Wherever a line in the data holds the word "Option", pull that line out.

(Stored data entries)
___
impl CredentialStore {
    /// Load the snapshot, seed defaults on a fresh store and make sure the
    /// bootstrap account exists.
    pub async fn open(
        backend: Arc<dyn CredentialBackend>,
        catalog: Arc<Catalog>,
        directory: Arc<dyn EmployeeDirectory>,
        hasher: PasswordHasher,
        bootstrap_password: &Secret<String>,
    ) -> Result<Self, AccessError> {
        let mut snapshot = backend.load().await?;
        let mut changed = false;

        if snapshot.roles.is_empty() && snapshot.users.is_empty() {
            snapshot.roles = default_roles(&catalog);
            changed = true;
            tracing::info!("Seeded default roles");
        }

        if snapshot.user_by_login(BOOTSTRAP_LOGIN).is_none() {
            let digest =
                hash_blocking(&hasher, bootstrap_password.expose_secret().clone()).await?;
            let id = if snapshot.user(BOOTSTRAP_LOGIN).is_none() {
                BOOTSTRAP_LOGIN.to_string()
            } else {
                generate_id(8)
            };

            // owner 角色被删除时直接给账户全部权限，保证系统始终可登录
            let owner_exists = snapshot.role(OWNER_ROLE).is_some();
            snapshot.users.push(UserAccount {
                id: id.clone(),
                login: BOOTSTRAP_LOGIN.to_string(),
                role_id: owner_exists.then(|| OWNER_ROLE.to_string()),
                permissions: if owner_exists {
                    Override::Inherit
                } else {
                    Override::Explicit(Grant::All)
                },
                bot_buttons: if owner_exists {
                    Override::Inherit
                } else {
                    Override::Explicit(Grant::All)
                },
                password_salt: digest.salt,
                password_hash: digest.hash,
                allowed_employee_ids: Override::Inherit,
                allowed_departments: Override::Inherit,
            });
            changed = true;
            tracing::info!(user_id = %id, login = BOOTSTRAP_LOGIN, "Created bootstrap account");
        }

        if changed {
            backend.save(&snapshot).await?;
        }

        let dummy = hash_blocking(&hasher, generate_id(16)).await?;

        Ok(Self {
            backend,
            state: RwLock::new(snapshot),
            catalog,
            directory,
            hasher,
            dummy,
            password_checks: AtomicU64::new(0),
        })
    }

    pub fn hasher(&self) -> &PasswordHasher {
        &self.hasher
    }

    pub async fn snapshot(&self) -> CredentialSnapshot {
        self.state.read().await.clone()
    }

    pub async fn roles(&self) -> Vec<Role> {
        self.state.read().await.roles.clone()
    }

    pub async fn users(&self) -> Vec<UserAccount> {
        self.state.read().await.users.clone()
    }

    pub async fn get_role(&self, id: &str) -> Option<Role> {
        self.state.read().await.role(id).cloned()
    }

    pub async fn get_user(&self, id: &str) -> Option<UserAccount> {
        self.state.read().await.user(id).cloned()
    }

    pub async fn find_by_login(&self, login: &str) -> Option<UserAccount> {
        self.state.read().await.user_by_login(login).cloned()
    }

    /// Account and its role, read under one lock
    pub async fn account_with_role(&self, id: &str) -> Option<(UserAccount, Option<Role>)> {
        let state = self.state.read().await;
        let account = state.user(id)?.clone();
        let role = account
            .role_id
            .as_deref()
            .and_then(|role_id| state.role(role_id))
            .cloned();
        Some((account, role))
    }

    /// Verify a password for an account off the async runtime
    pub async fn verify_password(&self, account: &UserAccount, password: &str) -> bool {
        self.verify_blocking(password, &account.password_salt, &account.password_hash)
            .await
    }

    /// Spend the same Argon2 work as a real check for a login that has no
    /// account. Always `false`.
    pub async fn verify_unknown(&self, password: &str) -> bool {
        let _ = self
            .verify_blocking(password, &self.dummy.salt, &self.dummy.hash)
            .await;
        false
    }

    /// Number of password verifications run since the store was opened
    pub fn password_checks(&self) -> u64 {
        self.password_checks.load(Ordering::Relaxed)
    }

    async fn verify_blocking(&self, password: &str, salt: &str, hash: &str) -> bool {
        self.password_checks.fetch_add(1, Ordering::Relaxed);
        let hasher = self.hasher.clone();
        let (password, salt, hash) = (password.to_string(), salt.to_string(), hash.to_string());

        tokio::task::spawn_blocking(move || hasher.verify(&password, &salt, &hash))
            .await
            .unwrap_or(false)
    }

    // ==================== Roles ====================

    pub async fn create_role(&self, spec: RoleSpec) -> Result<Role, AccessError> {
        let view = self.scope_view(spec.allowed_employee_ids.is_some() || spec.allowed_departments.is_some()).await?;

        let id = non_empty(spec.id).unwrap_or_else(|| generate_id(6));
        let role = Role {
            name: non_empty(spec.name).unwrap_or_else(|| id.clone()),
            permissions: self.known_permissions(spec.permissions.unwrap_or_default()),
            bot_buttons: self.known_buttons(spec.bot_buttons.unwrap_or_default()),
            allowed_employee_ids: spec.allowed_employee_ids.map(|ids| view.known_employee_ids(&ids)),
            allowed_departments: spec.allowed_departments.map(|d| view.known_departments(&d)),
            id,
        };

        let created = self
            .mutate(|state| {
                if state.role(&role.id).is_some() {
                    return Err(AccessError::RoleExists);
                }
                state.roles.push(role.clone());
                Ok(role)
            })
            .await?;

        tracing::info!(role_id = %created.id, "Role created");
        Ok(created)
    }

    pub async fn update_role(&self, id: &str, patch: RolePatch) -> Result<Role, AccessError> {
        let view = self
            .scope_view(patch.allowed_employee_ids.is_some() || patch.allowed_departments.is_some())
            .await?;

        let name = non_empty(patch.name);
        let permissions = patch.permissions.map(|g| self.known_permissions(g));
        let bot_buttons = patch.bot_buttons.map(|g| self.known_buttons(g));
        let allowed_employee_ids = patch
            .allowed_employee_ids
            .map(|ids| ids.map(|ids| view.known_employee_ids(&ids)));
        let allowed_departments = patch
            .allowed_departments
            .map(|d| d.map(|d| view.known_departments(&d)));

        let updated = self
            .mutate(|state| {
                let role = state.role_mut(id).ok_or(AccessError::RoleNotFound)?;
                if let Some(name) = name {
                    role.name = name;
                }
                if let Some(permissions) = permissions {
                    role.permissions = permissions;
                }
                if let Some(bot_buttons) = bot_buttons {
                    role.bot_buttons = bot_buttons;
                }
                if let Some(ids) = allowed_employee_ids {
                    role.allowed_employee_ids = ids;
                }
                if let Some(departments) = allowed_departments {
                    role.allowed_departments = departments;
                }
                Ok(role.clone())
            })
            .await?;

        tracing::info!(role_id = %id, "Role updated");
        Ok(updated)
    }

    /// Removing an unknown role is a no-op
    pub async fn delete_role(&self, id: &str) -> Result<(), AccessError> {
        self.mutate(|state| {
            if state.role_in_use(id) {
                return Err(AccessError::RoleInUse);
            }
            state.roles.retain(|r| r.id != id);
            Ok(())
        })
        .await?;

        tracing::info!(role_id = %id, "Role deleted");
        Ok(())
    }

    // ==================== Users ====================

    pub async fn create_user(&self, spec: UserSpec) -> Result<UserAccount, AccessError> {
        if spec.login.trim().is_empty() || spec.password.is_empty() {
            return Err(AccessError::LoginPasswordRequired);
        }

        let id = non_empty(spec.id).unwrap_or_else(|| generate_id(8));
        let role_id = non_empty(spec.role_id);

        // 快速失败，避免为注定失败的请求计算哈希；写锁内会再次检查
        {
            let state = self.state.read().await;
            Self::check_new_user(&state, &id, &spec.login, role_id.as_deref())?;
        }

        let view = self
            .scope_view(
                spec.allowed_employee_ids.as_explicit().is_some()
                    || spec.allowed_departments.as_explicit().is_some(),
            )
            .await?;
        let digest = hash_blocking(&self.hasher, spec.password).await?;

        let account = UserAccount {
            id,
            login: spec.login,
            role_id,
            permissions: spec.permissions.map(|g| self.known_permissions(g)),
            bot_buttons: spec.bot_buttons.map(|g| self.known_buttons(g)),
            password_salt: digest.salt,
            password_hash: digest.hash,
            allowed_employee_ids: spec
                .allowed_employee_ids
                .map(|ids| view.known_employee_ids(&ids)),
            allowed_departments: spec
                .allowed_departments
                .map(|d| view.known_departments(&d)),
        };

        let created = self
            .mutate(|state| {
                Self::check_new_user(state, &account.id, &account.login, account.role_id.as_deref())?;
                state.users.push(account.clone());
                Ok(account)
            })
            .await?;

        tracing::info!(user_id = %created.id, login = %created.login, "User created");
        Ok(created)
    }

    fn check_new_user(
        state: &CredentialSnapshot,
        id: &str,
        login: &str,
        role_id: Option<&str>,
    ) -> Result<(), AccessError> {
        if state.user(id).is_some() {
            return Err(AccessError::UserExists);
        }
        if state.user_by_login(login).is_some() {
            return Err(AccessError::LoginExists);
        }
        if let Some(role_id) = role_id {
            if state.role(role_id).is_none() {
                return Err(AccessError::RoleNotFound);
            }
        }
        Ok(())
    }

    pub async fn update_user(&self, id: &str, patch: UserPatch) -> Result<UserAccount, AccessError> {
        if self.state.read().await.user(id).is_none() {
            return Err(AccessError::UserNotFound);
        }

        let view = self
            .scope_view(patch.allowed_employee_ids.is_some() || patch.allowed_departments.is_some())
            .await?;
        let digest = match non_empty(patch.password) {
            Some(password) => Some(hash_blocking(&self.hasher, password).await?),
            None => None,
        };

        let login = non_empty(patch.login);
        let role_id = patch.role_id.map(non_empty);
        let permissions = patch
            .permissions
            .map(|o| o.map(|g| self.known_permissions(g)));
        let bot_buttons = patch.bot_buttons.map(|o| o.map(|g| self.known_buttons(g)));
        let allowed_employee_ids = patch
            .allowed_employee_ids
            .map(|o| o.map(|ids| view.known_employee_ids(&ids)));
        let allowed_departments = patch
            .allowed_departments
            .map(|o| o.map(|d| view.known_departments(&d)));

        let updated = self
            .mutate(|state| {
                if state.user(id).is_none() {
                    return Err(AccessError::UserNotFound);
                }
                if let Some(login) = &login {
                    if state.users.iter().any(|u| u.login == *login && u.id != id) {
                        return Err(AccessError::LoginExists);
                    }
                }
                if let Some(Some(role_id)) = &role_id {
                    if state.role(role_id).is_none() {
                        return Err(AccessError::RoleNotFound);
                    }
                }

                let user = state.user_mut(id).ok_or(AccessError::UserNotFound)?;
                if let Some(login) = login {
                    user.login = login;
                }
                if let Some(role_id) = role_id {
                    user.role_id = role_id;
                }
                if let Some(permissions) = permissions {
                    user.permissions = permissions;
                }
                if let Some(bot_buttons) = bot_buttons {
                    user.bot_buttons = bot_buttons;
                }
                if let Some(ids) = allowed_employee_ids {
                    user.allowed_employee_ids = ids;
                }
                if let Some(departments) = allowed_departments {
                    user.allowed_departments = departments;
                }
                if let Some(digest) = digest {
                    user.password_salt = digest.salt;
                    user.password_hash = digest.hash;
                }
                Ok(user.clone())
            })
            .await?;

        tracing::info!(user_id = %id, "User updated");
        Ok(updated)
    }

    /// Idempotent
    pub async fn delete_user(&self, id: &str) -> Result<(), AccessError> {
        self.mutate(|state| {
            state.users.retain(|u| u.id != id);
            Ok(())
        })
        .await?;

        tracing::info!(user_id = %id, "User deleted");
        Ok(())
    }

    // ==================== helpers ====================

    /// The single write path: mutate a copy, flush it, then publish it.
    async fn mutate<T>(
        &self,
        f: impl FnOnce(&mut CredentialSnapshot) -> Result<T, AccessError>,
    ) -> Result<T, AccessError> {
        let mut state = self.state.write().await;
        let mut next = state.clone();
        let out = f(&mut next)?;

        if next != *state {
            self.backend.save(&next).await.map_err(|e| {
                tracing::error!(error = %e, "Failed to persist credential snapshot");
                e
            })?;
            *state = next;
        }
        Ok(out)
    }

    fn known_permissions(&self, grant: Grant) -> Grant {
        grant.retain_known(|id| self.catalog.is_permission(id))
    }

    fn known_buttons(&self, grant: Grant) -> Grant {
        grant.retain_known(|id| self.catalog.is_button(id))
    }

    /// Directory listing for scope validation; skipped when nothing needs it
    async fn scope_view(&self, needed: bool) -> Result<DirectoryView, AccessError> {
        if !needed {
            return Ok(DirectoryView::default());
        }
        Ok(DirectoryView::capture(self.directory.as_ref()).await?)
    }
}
___
- [Answer section]
    pub async fn get_role(&self, id: &str) -> Option<Role> {
    pub async fn get_user(&self, id: &str) -> Option<UserAccount> {
    pub async fn find_by_login(&self, login: &str) -> Option<UserAccount> {
    pub async fn account_with_role(&self, id: &str) -> Option<(UserAccount, Option<Role>)> {
        role_id: Option<&str>,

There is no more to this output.